[Dataset excerpts]
===============
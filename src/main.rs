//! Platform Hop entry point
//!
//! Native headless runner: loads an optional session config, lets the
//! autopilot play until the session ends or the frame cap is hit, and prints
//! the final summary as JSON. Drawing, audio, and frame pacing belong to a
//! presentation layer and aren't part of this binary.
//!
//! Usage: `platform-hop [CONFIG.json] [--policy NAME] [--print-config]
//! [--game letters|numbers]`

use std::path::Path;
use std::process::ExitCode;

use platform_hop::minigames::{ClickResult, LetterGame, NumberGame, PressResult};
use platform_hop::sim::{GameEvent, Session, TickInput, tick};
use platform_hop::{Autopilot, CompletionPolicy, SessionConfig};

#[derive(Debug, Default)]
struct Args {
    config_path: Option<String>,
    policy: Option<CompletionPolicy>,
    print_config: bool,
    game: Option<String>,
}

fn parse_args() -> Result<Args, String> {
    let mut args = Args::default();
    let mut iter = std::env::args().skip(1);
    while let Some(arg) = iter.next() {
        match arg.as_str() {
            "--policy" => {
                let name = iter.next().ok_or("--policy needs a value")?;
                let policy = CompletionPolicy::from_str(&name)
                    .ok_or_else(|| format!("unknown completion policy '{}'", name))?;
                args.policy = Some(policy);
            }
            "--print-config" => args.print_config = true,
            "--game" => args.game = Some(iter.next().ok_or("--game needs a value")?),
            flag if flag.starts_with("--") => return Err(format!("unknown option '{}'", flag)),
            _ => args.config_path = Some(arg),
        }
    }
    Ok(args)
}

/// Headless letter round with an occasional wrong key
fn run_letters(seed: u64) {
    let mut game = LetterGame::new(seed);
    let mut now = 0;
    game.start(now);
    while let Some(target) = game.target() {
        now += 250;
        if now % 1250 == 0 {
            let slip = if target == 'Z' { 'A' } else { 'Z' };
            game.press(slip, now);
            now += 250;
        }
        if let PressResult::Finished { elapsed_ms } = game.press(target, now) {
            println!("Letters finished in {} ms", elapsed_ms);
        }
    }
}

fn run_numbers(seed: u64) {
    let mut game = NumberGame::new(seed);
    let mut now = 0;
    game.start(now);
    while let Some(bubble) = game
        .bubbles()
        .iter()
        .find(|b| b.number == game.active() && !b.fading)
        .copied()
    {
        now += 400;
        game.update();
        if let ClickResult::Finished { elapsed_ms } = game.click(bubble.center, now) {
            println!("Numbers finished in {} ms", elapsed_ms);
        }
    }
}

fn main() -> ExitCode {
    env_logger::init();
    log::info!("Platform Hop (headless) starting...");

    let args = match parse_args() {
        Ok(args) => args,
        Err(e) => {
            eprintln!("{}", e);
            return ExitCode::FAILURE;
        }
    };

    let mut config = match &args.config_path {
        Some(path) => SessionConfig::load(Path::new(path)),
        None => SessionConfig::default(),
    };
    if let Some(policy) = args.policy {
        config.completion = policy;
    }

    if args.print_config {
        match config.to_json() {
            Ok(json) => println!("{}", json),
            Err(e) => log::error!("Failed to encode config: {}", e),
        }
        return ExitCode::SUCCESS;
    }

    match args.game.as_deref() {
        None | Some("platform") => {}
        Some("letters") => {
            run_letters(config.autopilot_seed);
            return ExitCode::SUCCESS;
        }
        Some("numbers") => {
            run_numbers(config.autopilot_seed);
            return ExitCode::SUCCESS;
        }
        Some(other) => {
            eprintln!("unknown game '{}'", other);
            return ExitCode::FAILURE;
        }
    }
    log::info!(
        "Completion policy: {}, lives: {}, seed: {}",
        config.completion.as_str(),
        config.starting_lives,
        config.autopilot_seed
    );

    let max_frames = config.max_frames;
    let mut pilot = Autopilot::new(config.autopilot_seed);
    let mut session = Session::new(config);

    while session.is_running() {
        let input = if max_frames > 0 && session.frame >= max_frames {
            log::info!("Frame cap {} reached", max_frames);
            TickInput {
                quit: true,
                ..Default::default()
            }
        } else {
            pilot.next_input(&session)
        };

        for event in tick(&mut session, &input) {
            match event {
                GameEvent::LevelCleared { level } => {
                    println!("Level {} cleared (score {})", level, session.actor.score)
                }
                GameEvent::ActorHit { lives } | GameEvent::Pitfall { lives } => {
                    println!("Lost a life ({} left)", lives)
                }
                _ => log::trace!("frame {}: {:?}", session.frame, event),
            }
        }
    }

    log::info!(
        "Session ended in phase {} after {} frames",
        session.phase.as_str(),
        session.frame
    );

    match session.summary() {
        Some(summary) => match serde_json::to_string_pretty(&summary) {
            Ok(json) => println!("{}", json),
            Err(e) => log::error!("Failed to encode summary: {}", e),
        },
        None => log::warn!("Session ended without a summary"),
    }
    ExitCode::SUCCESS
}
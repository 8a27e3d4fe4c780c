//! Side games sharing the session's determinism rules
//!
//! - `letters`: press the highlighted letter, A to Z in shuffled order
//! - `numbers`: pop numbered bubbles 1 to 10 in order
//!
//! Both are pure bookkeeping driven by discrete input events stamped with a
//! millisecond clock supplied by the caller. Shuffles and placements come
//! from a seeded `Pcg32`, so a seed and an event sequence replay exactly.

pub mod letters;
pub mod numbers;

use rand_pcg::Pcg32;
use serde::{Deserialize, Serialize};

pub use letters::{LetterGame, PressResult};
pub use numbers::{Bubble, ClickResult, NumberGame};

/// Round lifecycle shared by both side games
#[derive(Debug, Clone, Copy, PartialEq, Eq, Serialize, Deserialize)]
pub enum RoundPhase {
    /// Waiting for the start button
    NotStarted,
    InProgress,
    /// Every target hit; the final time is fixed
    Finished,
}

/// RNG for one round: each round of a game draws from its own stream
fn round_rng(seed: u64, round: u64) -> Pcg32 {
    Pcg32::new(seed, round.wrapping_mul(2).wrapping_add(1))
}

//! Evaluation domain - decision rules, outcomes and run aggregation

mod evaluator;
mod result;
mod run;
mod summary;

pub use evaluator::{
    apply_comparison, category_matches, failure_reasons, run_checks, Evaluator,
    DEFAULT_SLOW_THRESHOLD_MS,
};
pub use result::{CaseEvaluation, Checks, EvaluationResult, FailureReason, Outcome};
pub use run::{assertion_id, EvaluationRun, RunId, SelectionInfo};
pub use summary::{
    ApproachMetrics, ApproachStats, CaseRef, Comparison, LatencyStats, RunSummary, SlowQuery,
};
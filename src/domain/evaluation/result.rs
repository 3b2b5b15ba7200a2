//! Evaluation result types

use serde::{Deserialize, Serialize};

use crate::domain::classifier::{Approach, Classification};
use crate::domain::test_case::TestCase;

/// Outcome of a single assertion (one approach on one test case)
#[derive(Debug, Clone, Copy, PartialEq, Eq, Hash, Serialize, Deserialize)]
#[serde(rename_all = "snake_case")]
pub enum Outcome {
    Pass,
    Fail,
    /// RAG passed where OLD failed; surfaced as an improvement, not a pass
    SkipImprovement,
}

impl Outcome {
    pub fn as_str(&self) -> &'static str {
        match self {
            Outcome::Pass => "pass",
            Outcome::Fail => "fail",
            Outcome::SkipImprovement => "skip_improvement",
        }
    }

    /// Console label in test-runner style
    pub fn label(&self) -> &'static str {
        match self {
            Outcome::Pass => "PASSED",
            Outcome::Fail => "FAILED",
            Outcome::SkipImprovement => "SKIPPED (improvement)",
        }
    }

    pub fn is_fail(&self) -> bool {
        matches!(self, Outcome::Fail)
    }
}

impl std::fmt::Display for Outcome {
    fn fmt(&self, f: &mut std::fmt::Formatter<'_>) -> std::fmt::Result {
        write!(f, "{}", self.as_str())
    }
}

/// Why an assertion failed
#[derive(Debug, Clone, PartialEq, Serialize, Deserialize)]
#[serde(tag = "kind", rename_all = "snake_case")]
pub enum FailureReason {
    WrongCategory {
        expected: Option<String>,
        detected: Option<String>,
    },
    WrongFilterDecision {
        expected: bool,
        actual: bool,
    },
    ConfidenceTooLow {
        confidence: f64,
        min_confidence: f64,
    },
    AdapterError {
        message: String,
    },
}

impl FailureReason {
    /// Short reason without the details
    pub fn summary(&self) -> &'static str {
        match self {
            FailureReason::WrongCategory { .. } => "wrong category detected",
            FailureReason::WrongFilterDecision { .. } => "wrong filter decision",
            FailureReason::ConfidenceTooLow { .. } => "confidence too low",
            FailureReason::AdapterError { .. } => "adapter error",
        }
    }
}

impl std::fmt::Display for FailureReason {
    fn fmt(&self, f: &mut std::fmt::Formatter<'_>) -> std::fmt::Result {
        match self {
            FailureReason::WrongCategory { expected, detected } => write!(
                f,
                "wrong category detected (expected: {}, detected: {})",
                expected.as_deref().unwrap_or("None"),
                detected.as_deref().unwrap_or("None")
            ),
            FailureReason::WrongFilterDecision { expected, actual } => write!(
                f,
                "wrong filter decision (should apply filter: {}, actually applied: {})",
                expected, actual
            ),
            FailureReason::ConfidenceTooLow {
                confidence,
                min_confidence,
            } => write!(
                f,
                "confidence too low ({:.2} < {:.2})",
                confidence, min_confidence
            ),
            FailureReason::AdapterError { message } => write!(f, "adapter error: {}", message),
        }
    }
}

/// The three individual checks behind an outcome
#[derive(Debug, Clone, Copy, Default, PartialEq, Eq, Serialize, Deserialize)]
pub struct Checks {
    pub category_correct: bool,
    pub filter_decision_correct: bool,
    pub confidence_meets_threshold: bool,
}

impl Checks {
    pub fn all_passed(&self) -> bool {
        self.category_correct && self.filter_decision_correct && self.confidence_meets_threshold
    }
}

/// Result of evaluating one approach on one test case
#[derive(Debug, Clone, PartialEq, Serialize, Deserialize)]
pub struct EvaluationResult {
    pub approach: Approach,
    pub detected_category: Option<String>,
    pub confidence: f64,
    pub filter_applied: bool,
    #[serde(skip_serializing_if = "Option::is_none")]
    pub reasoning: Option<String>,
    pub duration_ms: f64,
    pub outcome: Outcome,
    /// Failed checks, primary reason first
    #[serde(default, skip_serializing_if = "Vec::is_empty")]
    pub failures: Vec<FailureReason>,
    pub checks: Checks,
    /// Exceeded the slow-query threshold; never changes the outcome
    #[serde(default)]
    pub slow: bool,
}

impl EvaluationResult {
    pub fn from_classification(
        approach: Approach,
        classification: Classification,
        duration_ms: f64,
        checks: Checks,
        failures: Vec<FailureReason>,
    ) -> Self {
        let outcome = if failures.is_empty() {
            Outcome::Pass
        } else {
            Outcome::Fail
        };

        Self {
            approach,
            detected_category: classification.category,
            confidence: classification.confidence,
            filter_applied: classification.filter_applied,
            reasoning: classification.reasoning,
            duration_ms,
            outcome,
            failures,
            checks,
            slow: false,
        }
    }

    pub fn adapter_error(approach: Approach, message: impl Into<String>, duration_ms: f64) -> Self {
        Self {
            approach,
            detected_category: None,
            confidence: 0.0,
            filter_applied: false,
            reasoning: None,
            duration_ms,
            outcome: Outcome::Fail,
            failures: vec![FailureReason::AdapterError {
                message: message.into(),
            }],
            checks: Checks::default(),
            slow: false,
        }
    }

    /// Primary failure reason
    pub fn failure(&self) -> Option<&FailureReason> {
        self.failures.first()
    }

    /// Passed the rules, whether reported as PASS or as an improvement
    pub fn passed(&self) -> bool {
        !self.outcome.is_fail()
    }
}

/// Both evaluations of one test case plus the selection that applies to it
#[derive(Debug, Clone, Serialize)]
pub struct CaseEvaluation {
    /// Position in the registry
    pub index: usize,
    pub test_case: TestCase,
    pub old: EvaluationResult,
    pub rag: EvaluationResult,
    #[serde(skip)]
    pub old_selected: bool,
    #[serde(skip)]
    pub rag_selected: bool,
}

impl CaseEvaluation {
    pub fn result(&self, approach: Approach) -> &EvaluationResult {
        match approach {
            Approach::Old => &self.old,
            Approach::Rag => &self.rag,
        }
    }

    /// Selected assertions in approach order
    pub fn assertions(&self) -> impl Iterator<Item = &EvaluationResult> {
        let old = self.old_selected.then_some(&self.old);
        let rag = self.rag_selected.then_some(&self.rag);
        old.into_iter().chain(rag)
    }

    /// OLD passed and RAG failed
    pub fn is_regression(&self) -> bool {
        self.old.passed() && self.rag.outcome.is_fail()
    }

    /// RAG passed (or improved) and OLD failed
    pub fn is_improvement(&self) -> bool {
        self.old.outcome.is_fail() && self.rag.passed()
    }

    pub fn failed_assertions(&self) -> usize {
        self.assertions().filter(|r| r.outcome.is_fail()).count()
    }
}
===============
■ Aim of the task:
Scan the lines above for "target", then copy every one that has it.

■ Response to the exercise:
    while let Some(target) = game.target() {
            let slip = if target == 'Z' { 'A' } else { 'Z' };
        if let PressResult::Finished { elapsed_ms } = game.press(target, now) {
    /// Every target hit; the final time is fixed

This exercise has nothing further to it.